## Stored data

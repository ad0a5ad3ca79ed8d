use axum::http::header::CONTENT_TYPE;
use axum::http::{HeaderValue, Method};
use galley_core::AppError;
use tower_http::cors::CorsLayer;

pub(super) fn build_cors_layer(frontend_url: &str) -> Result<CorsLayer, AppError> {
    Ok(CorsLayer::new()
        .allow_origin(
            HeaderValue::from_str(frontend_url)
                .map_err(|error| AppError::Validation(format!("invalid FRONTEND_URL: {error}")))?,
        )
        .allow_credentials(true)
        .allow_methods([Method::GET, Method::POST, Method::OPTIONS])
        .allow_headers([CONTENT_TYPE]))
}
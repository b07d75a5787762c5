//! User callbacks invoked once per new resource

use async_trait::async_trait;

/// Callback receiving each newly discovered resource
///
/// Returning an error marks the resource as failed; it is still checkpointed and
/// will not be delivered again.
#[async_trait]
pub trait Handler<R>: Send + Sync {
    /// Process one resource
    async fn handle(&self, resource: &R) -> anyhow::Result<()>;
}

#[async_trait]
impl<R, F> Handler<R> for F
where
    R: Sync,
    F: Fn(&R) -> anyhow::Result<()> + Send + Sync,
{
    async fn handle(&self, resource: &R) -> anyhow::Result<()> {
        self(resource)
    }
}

==

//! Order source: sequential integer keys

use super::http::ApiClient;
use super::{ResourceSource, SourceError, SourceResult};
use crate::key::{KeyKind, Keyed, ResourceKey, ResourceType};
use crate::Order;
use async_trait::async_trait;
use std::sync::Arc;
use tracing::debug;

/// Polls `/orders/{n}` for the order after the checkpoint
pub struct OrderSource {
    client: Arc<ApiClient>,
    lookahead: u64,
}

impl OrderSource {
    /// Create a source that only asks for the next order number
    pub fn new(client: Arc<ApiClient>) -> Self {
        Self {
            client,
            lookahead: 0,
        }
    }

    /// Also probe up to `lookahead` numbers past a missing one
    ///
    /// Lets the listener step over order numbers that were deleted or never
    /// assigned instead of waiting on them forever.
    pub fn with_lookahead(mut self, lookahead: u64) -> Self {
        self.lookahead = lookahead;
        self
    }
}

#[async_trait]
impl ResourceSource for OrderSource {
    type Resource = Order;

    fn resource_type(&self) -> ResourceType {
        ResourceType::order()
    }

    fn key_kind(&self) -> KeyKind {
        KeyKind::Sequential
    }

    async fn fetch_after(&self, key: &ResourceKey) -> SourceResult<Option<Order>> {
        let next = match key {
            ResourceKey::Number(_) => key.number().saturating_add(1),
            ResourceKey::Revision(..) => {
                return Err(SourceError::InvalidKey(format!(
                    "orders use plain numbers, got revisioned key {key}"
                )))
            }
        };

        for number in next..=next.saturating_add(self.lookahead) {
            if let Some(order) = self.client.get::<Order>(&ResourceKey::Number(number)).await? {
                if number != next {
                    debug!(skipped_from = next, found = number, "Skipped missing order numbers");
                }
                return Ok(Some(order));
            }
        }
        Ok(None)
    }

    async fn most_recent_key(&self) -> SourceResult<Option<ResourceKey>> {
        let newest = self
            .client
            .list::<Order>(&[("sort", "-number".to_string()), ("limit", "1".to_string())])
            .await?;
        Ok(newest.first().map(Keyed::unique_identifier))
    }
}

## What needs to be done
Give the exact lines, and only those, from the line containing "repository ad0a5ad3ca79ed8d" through the line containing "HeaderValue::from_str(frontend_url)" in the entries above.

## Task result
repository ad0a5ad3ca79ed8d
use axum::http::header::CONTENT_TYPE;
use axum::http::{HeaderValue, Method};
use galley_core::AppError;
use tower_http::cors::CorsLayer;

pub(super) fn build_cors_layer(frontend_url: &str) -> Result<CorsLayer, AppError> {
    Ok(CorsLayer::new()
        .allow_origin(
            HeaderValue::from_str(frontend_url)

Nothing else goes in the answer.